§ **TASK INSTRUCTIONS**
Please copy out all lines of the entries that contain the word "removed".

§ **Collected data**
Segment Open

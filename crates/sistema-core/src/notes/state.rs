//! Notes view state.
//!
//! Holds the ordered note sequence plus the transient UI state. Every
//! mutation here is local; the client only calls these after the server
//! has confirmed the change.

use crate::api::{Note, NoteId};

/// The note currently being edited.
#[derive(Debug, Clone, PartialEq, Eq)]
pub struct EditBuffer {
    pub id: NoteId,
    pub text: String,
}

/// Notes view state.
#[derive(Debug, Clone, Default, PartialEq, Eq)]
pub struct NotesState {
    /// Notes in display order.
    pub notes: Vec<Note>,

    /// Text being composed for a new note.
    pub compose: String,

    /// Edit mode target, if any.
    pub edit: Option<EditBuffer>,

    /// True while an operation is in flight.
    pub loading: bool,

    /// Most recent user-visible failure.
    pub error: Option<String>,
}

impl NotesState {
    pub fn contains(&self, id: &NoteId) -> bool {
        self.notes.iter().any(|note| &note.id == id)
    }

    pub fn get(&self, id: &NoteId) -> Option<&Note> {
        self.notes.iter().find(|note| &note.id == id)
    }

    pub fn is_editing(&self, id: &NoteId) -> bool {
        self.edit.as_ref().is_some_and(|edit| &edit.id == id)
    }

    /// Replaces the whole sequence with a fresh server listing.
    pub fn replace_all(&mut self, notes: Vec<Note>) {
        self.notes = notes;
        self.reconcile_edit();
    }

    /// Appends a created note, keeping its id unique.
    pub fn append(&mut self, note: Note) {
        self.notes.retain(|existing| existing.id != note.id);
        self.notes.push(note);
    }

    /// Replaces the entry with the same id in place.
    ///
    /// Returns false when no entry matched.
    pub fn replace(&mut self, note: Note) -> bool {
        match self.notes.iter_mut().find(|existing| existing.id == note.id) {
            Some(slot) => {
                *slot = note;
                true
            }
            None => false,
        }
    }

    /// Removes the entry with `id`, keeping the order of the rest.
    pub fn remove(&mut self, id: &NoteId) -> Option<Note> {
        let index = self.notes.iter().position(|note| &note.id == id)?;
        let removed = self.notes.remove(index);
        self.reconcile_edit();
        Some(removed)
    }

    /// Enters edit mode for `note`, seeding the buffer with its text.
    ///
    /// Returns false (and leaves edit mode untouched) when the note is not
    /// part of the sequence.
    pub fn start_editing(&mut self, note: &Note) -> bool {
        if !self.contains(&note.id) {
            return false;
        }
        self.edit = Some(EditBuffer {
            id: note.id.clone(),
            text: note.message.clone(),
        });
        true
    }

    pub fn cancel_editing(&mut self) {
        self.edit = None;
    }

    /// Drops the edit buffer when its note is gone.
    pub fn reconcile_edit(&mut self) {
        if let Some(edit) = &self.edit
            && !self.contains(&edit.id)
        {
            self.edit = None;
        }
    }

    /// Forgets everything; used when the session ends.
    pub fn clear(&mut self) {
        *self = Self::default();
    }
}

Segment Closed

§ **RESULT FOR THIS EXERCISE**
        let removed = self.notes.remove(index);
        Some(removed)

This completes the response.